An identical copy of every entry below is the required output.

#### [Dataset]
- Opening Delimiter -

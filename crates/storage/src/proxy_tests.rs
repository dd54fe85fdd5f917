// SPDX-License-Identifier: BUSL-1.1
// Copyright (c) 2026 Alfred Jean LLC

use super::*;
use crate::client;
use crate::simple::SimpleStorageService;
use crate::StorageError;
use gantry_core::{
    FailureCause, File, HostName, Location, PayloadMap, PropertyMap, ServiceProperty,
};
use gantry_kernel::{Kernel, KernelConfig, KernelError, Platform};
use std::cell::Cell;
use std::rc::Rc;

fn kernel() -> Kernel {
    let platform = Platform::builder()
        .host("Root", "1Gf", 4, "16GB")
        .host("Leaf1", "1Gf", 4, "16GB")
        .disk("Leaf1", "/d1", "10GB", "100MBps")
        .host("Leaf2", "1Gf", 4, "16GB")
        .disk("Leaf2", "/d2", "10GB", "100MBps")
        .host("Client", "1Gf", 4, "16GB")
        .link("l1", "1GBps", "100us")
        .route("Root", "Leaf1", &["l1"])
        .route("Root", "Leaf2", &["l1"])
        .route("Client", "Root", &["l1"])
        .route("Client", "Leaf1", &["l1"])
        .route("Client", "Leaf2", &["l1"])
        .build()
        .unwrap();
    Kernel::new(platform, KernelConfig::default())
}

struct Tree {
    proxy: Rc<ProxyStorageService>,
    leaf1: Rc<SimpleStorageService>,
    leaf2: Rc<SimpleStorageService>,
}

fn tree(k: &Kernel, props: PropertyMap) -> Tree {
    let leaf1 = SimpleStorageService::new(
        k,
        "leaf1",
        "Leaf1",
        &["/d1"],
        &PropertyMap::new(),
        PayloadMap::new(),
    )
    .unwrap();
    leaf1.start().unwrap();
    let leaf2 = SimpleStorageService::new(
        k,
        "leaf2",
        "Leaf2",
        &["/d2"],
        &PropertyMap::new(),
        PayloadMap::new(),
    )
    .unwrap();
    leaf2.start().unwrap();
    let proxy = ProxyStorageService::new(
        k,
        "proxy",
        "Root",
        vec![leaf1.endpoint(), leaf2.endpoint()],
        &props,
        PayloadMap::new(),
    )
    .unwrap();
    proxy.start().unwrap();
    Tree { proxy, leaf1, leaf2 }
}

#[test]
fn proxy_requires_children() {
    let k = kernel();
    assert!(matches!(
        ProxyStorageService::new(
            &k,
            "p",
            "Root",
            Vec::new(),
            &PropertyMap::new(),
            PayloadMap::new()
        ),
        Err(StorageError::NoChildren(_))
    ));
}

#[test]
fn lookup_walks_children_and_read_streams_from_holder() {
    let k = kernel();
    let t = tree(&k, PropertyMap::new());
    let file = File::new("data", 10_000_000);
    let loc = Location::new("leaf2", "/d2", "/", file.clone());
    t.leaf2.stage_file(&loc).unwrap();

    let pep = t.proxy.endpoint();
    let got = Rc::new(Cell::new(0u64));
    let g2 = got.clone();
    let loc2 = loc.clone();
    k.spawn("client", &HostName::new("Client"), false, move |ctx| async move {
        assert!(client::lookup(&ctx, &pep, &loc2).await.map_err(KernelError::from)?);
        g2.set(client::read_file(&ctx, &pep, &loc2, None).await.map_err(KernelError::from)?);
        Ok(())
    })
    .unwrap();
    k.run().unwrap();
    assert_eq!(got.get(), 10_000_000);
}

#[test]
fn lookup_miss_reports_not_found_on_read() {
    let k = kernel();
    let t = tree(&k, PropertyMap::new());
    let file = File::new("ghost", 100);
    let loc = Location::new("leaf1", "/d1", "/", file);

    let pep = t.proxy.endpoint();
    let saw = Rc::new(Cell::new(false));
    let s2 = saw.clone();
    k.spawn("client", &HostName::new("Client"), false, move |ctx| async move {
        assert!(!client::lookup(&ctx, &pep, &loc).await.map_err(KernelError::from)?);
        let err = client::read_file(&ctx, &pep, &loc, None).await.unwrap_err();
        s2.set(matches!(err, FailureCause::FileNotFound { .. }));
        Ok(())
    })
    .unwrap();
    k.run().unwrap();
    assert!(saw.get());
}

#[test]
fn writes_route_to_the_targeted_leaf() {
    let k = kernel();
    let t = tree(&k, PropertyMap::new());
    let file = File::new("fresh", 1_000_000);
    let loc = Location::new("leaf2", "/d2", "/", file.clone());
    let ploc = ProxyLocation::new(t.proxy.name(), t.leaf2.name(), loc.clone());

    let pep = t.proxy.endpoint();
    k.spawn("client", &HostName::new("Client"), false, move |ctx| async move {
        write_through(&ctx, &pep, &ploc).await.map_err(KernelError::from)
    })
    .unwrap();
    k.run().unwrap();
    assert!(t.leaf2.has_file(&loc));
    assert!(!t.leaf1.has_file(&loc));
}

#[test]
fn delete_routes_and_invalidates_cache() {
    let k = kernel();
    let t = tree(&k, PropertyMap::new());
    let file = File::new("data", 1_000_000);
    let loc = Location::new("leaf1", "/d1", "/", file.clone());
    t.leaf1.stage_file(&loc).unwrap();
    let ploc = ProxyLocation::new(t.proxy.name(), t.leaf1.name(), loc.clone());

    let pep = t.proxy.endpoint();
    let loc2 = loc.clone();
    k.spawn("client", &HostName::new("Client"), false, move |ctx| async move {
        // warm the cache
        assert!(client::lookup(&ctx, &pep, &loc2).await.map_err(KernelError::from)?);
        delete_through(&ctx, &pep, &ploc).await.map_err(KernelError::from)?;
        // gone from the leaf and from the cache
        assert!(!client::lookup(&ctx, &pep, &loc2).await.map_err(KernelError::from)?);
        Ok(())
    })
    .unwrap();
    k.run().unwrap();
    assert!(!t.leaf1.has_file(&loc));
}

#[test]
fn stale_cache_entries_are_revalidated() {
    let k = kernel();
    let props = PropertyMap::new().with(ServiceProperty::CacheMaxLifetime, "5");
    let t = tree(&k, props);
    let file = File::new("data", 100);
    let loc = Location::new("leaf1", "/d1", "/", file.clone());
    t.leaf1.stage_file(&loc).unwrap();

    let pep = t.proxy.endpoint();
    let leaf1 = t.leaf1.clone();
    let loc2 = loc.clone();
    k.spawn("client", &HostName::new("Client"), false, move |ctx| async move {
        assert!(client::lookup(&ctx, &pep, &loc2).await.map_err(KernelError::from)?);
        // Remove behind the proxy's back; the cached entry still answers
        // until its lifetime elapses.
        let leaf_ep = leaf1.endpoint();
        client::delete(&ctx, &leaf_ep, &loc2).await.map_err(KernelError::from)?;
        assert!(client::lookup(&ctx, &pep, &loc2).await.map_err(KernelError::from)?);
        ctx.sleep(6.0).await?;
        assert!(!client::lookup(&ctx, &pep, &loc2).await.map_err(KernelError::from)?);
        Ok(())
    })
    .unwrap();
    k.run().unwrap();
}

- Closing Delimiter -

#### [Your solution]
filename crates/storage/src/proxy_tests.rs
repository dd54fe85fdd5f917
// SPDX-License-Identifier: BUSL-1.1
// Copyright (c) 2026 Alfred Jean LLC

use super::*;
use crate::client;
use crate::simple::SimpleStorageService;
use crate::StorageError;
use gantry_core::{
    FailureCause, File, HostName, Location, PayloadMap, PropertyMap, ServiceProperty,
};
use gantry_kernel::{Kernel, KernelConfig, KernelError, Platform};
use std::cell::Cell;
use std::rc::Rc;

fn kernel() -> Kernel {
    let platform = Platform::builder()
        .host("Root", "1Gf", 4, "16GB")
        .host("Leaf1", "1Gf", 4, "16GB")
        .disk("Leaf1", "/d1", "10GB", "100MBps")
        .host("Leaf2", "1Gf", 4, "16GB")
        .disk("Leaf2", "/d2", "10GB", "100MBps")
        .host("Client", "1Gf", 4, "16GB")
        .link("l1", "1GBps", "100us")
        .route("Root", "Leaf1", &["l1"])
        .route("Root", "Leaf2", &["l1"])
        .route("Client", "Root", &["l1"])
        .route("Client", "Leaf1", &["l1"])
        .route("Client", "Leaf2", &["l1"])
        .build()
        .unwrap();
    Kernel::new(platform, KernelConfig::default())
}

struct Tree {
    proxy: Rc<ProxyStorageService>,
    leaf1: Rc<SimpleStorageService>,
    leaf2: Rc<SimpleStorageService>,
}

fn tree(k: &Kernel, props: PropertyMap) -> Tree {
    let leaf1 = SimpleStorageService::new(
        k,
        "leaf1",
        "Leaf1",
        &["/d1"],
        &PropertyMap::new(),
        PayloadMap::new(),
    )
    .unwrap();
    leaf1.start().unwrap();
    let leaf2 = SimpleStorageService::new(
        k,
        "leaf2",
        "Leaf2",
        &["/d2"],
        &PropertyMap::new(),
        PayloadMap::new(),
    )
    .unwrap();
    leaf2.start().unwrap();
    let proxy = ProxyStorageService::new(
        k,
        "proxy",
        "Root",
        vec![leaf1.endpoint(), leaf2.endpoint()],
        &props,
        PayloadMap::new(),
    )
    .unwrap();
    proxy.start().unwrap();
    Tree { proxy, leaf1, leaf2 }
}

#[test]
fn proxy_requires_children() {
    let k = kernel();
    assert!(matches!(
        ProxyStorageService::new(
            &k,
            "p",
            "Root",
            Vec::new(),
            &PropertyMap::new(),
            PayloadMap::new()
        ),
        Err(StorageError::NoChildren(_))
    ));
}

#[test]
fn lookup_walks_children_and_read_streams_from_holder() {
    let k = kernel();
    let t = tree(&k, PropertyMap::new());
    let file = File::new("data", 10_000_000);
    let loc = Location::new("leaf2", "/d2", "/", file.clone());
    t.leaf2.stage_file(&loc).unwrap();

    let pep = t.proxy.endpoint();
    let got = Rc::new(Cell::new(0u64));
    let g2 = got.clone();
    let loc2 = loc.clone();
    k.spawn("client", &HostName::new("Client"), false, move |ctx| async move {
        assert!(client::lookup(&ctx, &pep, &loc2).await.map_err(KernelError::from)?);
        g2.set(client::read_file(&ctx, &pep, &loc2, None).await.map_err(KernelError::from)?);
        Ok(())
    })
    .unwrap();
    k.run().unwrap();
    assert_eq!(got.get(), 10_000_000);
}

#[test]
fn lookup_miss_reports_not_found_on_read() {
    let k = kernel();
    let t = tree(&k, PropertyMap::new());
    let file = File::new("ghost", 100);
    let loc = Location::new("leaf1", "/d1", "/", file);

    let pep = t.proxy.endpoint();
    let saw = Rc::new(Cell::new(false));
    let s2 = saw.clone();
    k.spawn("client", &HostName::new("Client"), false, move |ctx| async move {
        assert!(!client::lookup(&ctx, &pep, &loc).await.map_err(KernelError::from)?);
        let err = client::read_file(&ctx, &pep, &loc, None).await.unwrap_err();
        s2.set(matches!(err, FailureCause::FileNotFound { .. }));
        Ok(())
    })
    .unwrap();
    k.run().unwrap();
    assert!(saw.get());
}

#[test]
fn writes_route_to_the_targeted_leaf() {
    let k = kernel();
    let t = tree(&k, PropertyMap::new());
    let file = File::new("fresh", 1_000_000);
    let loc = Location::new("leaf2", "/d2", "/", file.clone());
    let ploc = ProxyLocation::new(t.proxy.name(), t.leaf2.name(), loc.clone());

    let pep = t.proxy.endpoint();
    k.spawn("client", &HostName::new("Client"), false, move |ctx| async move {
        write_through(&ctx, &pep, &ploc).await.map_err(KernelError::from)
    })
    .unwrap();
    k.run().unwrap();
    assert!(t.leaf2.has_file(&loc));
    assert!(!t.leaf1.has_file(&loc));
}

#[test]
fn delete_routes_and_invalidates_cache() {
    let k = kernel();
    let t = tree(&k, PropertyMap::new());
    let file = File::new("data", 1_000_000);
    let loc = Location::new("leaf1", "/d1", "/", file.clone());
    t.leaf1.stage_file(&loc).unwrap();
    let ploc = ProxyLocation::new(t.proxy.name(), t.leaf1.name(), loc.clone());

    let pep = t.proxy.endpoint();
    let loc2 = loc.clone();
    k.spawn("client", &HostName::new("Client"), false, move |ctx| async move {
        // warm the cache
        assert!(client::lookup(&ctx, &pep, &loc2).await.map_err(KernelError::from)?);
        delete_through(&ctx, &pep, &ploc).await.map_err(KernelError::from)?;
        // gone from the leaf and from the cache
        assert!(!client::lookup(&ctx, &pep, &loc2).await.map_err(KernelError::from)?);
        Ok(())
    })
    .unwrap();
    k.run().unwrap();
    assert!(!t.leaf1.has_file(&loc));
}

#[test]
fn stale_cache_entries_are_revalidated() {
    let k = kernel();
    let props = PropertyMap::new().with(ServiceProperty::CacheMaxLifetime, "5");
    let t = tree(&k, props);
    let file = File::new("data", 100);
    let loc = Location::new("leaf1", "/d1", "/", file.clone());
    t.leaf1.stage_file(&loc).unwrap();

    let pep = t.proxy.endpoint();
    let leaf1 = t.leaf1.clone();
    let loc2 = loc.clone();
    k.spawn("client", &HostName::new("Client"), false, move |ctx| async move {
        assert!(client::lookup(&ctx, &pep, &loc2).await.map_err(KernelError::from)?);
        // Remove behind the proxy's back; the cached entry still answers
        // until its lifetime elapses.
        let leaf_ep = leaf1.endpoint();
        client::delete(&ctx, &leaf_ep, &loc2).await.map_err(KernelError::from)?;
        assert!(client::lookup(&ctx, &pep, &loc2).await.map_err(KernelError::from)?);
        ctx.sleep(6.0).await?;
        assert!(!client::lookup(&ctx, &pep, &loc2).await.map_err(KernelError::from)?);
        Ok(())
    })
    .unwrap();
    k.run().unwrap();
}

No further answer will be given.